Competition's action, challenged by Correos, was experienced as an earthquake in the postal sector. On the one hand, because it threatened one of the main sources of workload for the state company and, on the other, because it attacked a flank that Correos' private competitors had been complaining about for years, since they considered that it was hampering their growth by excluding them 'from facto' of the cake of the postal shipments of the big clients.
The dispute between Competition and Correos ended in court and, as ABC has been able to confirm from sources in the postal sector and from the public company itself, now the Supreme Court has resolved the issue in favor of the public postal operator. The resolution does not go to the heart of the matter, which is whether or not the discounts offered by Correos to large customers are enough to cover their operating costs, but it agrees with the company owned by SEPI in its argument that among the powers of the CNMC when analyzing the rates of postal services, there is no assessment of the prices paid by large customers after the application of the discount policy.
According to sources in the postal sector, the Supreme Court's resolution does not prevent specific discounts that Correos offers to a specific company, provided that they do not cover the operating cost of the service as established by postal legislation, but it does disable Competition from carrying out a complete amendment to the discount policies for large customers of the public operator.
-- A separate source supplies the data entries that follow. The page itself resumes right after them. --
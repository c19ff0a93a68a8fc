//! Paged access to the raw rows of a filtered table.

use bikeshare_core::models::TripRecord;
use bikeshare_data::filter::FilteredTable;

/// Pagination cursor over a [`FilteredTable`].
///
/// The first call to [`RowBrowser::next_page`] returns the window starting
/// at row 0; each later call moves forward by one page first. Windows past
/// the end are empty.
#[derive(Debug, Clone)]
pub struct RowBrowser {
    cursor: usize,
    page_size: usize,
    started: bool,
}

impl RowBrowser {
    pub fn new(page_size: usize) -> Self {
        Self {
            cursor: 0,
            page_size: page_size.max(1),
            started: false,
        }
    }

    /// Start of the most recently returned window.
    pub fn cursor(&self) -> usize {
        self.cursor
    }

    pub fn page_size(&self) -> usize {
        self.page_size
    }

    pub fn next_page<'t, 'a>(&mut self, table: &'t FilteredTable<'a>) -> &'t [&'a TripRecord] {
        if self.started {
            self.cursor = self.cursor.saturating_add(self.page_size);
        } else {
            self.started = true;
        }
        tracing::debug!(cursor = self.cursor, page = self.page_size, "raw row page");
        table.window(self.cursor, self.page_size)
    }

    /// `true` once the cursor has moved past the last row.
    pub fn exhausted(&self, table: &FilteredTable<'_>) -> bool {
        self.started && self.cursor.saturating_add(self.page_size) >= table.len()
    }
}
Correos sources consulted by ABC assure that the Supreme Court ruling "excludes an 'ex ante' intervention by the CNMC, which is not provided for in the legislation, allowing Competition to dictate guiding criteria, but does not replace the will of Correos at the time of set prices. From the public operator, it is also interpreted that the judicial resolution "definitively clarifies that the Correos policy of differentiating discounts between large customers and operators is fully legal."
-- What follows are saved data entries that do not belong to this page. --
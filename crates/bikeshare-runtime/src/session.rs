//! Interactive session controller.
//!
//! Drives the select → load → report → browse → restart cycle as an explicit
//! state machine. Each iteration loads the chosen city's file fresh; nothing
//! carries over between iterations.

use std::io::{BufRead, Write};
use std::path::{Path, PathBuf};

use bikeshare_core::error::{BikeshareError, Result};
use bikeshare_core::models::{City, Dataset, FilterSelection};
use bikeshare_data::analysis::analyze;
use bikeshare_data::filter::apply_filters;
use bikeshare_data::reader::load_city;
use bikeshare_ui::report_view::{render_analysis, render_selection, FAREWELL, GREETING};
use bikeshare_ui::table_view::render_trip_rows;
use tracing::{debug, info};

use crate::browser::RowBrowser;
use crate::prompt::Prompter;

pub const RESTART_QUESTION: &str = "Would you like to restart? Enter yes or no.";
pub const END_OF_ROWS: &str = "There are no more rows to show.";

// ── Dataset sources ───────────────────────────────────────────────────────────

/// Where a session gets a city's trips from.
pub trait DatasetSource {
    fn load(&self, city: City) -> Result<Dataset>;
}

impl<T: DatasetSource + ?Sized> DatasetSource for &T {
    fn load(&self, city: City) -> Result<Dataset> {
        (**self).load(city)
    }
}

/// Reads `<data_dir>/<city file>` on every call.
#[derive(Debug, Clone)]
pub struct DirectorySource {
    data_dir: PathBuf,
}

impl DirectorySource {
    pub fn new(data_dir: impl Into<PathBuf>) -> Self {
        Self {
            data_dir: data_dir.into(),
        }
    }

    pub fn data_dir(&self) -> &Path {
        &self.data_dir
    }
}

impl DatasetSource for DirectorySource {
    fn load(&self, city: City) -> Result<Dataset> {
        load_city(&self.data_dir, city)
    }
}

// ── State machine ─────────────────────────────────────────────────────────────

/// Where the session is between two prompts.
#[derive(Debug)]
pub enum SessionState {
    SelectFilters,
    Load(FilterSelection),
    Report(FilterSelection, Dataset),
    RestartPrompt,
    Terminate,
}

impl SessionState {
    fn name(&self) -> &'static str {
        match self {
            SessionState::SelectFilters => "select-filters",
            SessionState::Load(_) => "load",
            SessionState::Report(..) => "report",
            SessionState::RestartPrompt => "restart-prompt",
            SessionState::Terminate => "terminate",
        }
    }
}

/// One interactive run over a prompt stream and a dataset source.
pub struct Session<R, W, S> {
    prompter: Prompter<R, W>,
    source: S,
    page_size: usize,
}

impl<R: BufRead, W: Write, S: DatasetSource> Session<R, W, S> {
    pub fn new(input: R, output: W, source: S, page_size: usize) -> Self {
        Self {
            prompter: Prompter::new(input, output),
            source,
            page_size,
        }
    }

    /// Run until the user declines to restart or input ends. Load errors
    /// end the session and are returned.
    pub fn run(&mut self) -> Result<()> {
        self.prompter.say(&format!("\n{}", GREETING))?;

        let mut state = SessionState::SelectFilters;
        loop {
            if matches!(state, SessionState::Terminate) {
                break;
            }
            let from = state.name();
            state = match self.step(state) {
                Ok(next) => next,
                Err(BikeshareError::InputClosed) => {
                    info!("Input closed in state {}", from);
                    SessionState::Terminate
                }
                Err(err) => return Err(err),
            };
            info!("Session {} -> {}", from, state.name());
        }

        self.prompter.say(FAREWELL)?;
        Ok(())
    }

    pub fn into_output(self) -> W {
        self.prompter.into_output()
    }

    fn step(&mut self, state: SessionState) -> Result<SessionState> {
        match state {
            SessionState::SelectFilters => {
                let selection = self.prompter.ask_selection()?;
                self.prompter.write_raw(&render_selection(&selection))?;
                Ok(SessionState::Load(selection))
            }
            SessionState::Load(selection) => {
                let dataset = self.source.load(selection.city)?;
                debug!("Loaded {} trips for {}", dataset.len(), selection.city);
                Ok(SessionState::Report(selection, dataset))
            }
            SessionState::Report(selection, dataset) => {
                self.report_and_browse(&dataset, selection)?;
                Ok(SessionState::RestartPrompt)
            }
            SessionState::RestartPrompt => {
                if self.prompter.confirm(RESTART_QUESTION)? {
                    Ok(SessionState::SelectFilters)
                } else {
                    Ok(SessionState::Terminate)
                }
            }
            SessionState::Terminate => Ok(SessionState::Terminate),
        }
    }

    /// Print the four reports, then page through raw rows while the user
    /// keeps answering yes.
    fn report_and_browse(&mut self, dataset: &Dataset, selection: FilterSelection) -> Result<()> {
        let table = apply_filters(dataset, selection.month, selection.day);
        let result = analyze(&table, selection);
        self.prompter.write_raw(&render_analysis(&result))?;

        let mut browser = RowBrowser::new(self.page_size);
        let mut question = format!(
            "Would you like to see the first {} rows of data?",
            browser.page_size()
        );
        while self.prompter.confirm(&question)? {
            let rows = browser.next_page(&table);
            if rows.is_empty() {
                self.prompter.say(END_OF_ROWS)?;
                break;
            }
            self.prompter.write_raw(&render_trip_rows(table.schema(), rows))?;
            if browser.exhausted(&table) {
                self.prompter.say(END_OF_ROWS)?;
                break;
            }
            question = format!("{} more rows of data? Yes or no.", browser.page_size());
        }
        Ok(())
    }
}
From Asempre, the employers of private postal operators that compete with Correos, it is understood that the Supreme Court ruling leaves the framework at the same point it was before Competition announced its investigation. "We will continue to have access to the network and if we do not agree with the access conditions, we will have to go to the resolution of the conflict between operators to resolve the discrepancies, since the Supreme Court does recognize the power of Competition to resolve those cases individuals".
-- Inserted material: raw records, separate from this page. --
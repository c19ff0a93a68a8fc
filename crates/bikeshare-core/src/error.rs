use std::path::PathBuf;
use thiserror::Error;

/// All errors produced by the bikeshare explorer.
#[derive(Error, Debug)]
pub enum BikeshareError {
    /// A dataset file could not be opened or read from disk.
    #[error("Failed to read file {path}: {source}")]
    FileRead {
        path: PathBuf,
        #[source]
        source: std::io::Error,
    },

    /// The CSV reader rejected the file contents.
    #[error("Failed to parse CSV: {0}")]
    Csv(#[from] csv::Error),

    /// A required header is missing from a dataset file.
    #[error("Missing required column \"{column}\" in {path}")]
    MissingColumn { path: PathBuf, column: String },

    /// A start timestamp did not match any recognised format.
    #[error("Invalid timestamp format: {0}")]
    TimestampParse(String),

    /// A data row could not be turned into a trip record.
    #[error("Malformed row at line {line}: {reason}")]
    MalformedRow { line: u64, reason: String },

    /// The expected data directory does not exist.
    #[error("Data path not found: {0}")]
    DataPathNotFound(PathBuf),

    /// The interactive input stream reached end-of-file.
    #[error("Input stream closed")]
    InputClosed,

    /// Pass-through for any raw I/O error that does not carry a path.
    #[error(transparent)]
    Io(#[from] std::io::Error),

    /// Catch-all for errors from third-party crates via `anyhow`.
    #[error(transparent)]
    Other(#[from] anyhow::Error),
}

/// Convenience alias used throughout the bikeshare crates.
pub type Result<T> = std::result::Result<T, BikeshareError>;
Correos' competitors also understand that the Supreme Court does not question the competence of the CNMC to "ensure that the discounts for large customers cover the costs avoided and, above all, that they do not entail an increase in the net cost that implies a greater need to finance the financial burden borne by providing the universal postal service". The great obsession of private operators is that Correos does not finance its offers to large customers with the money it receives from the State for providing the postal service obligations established by law.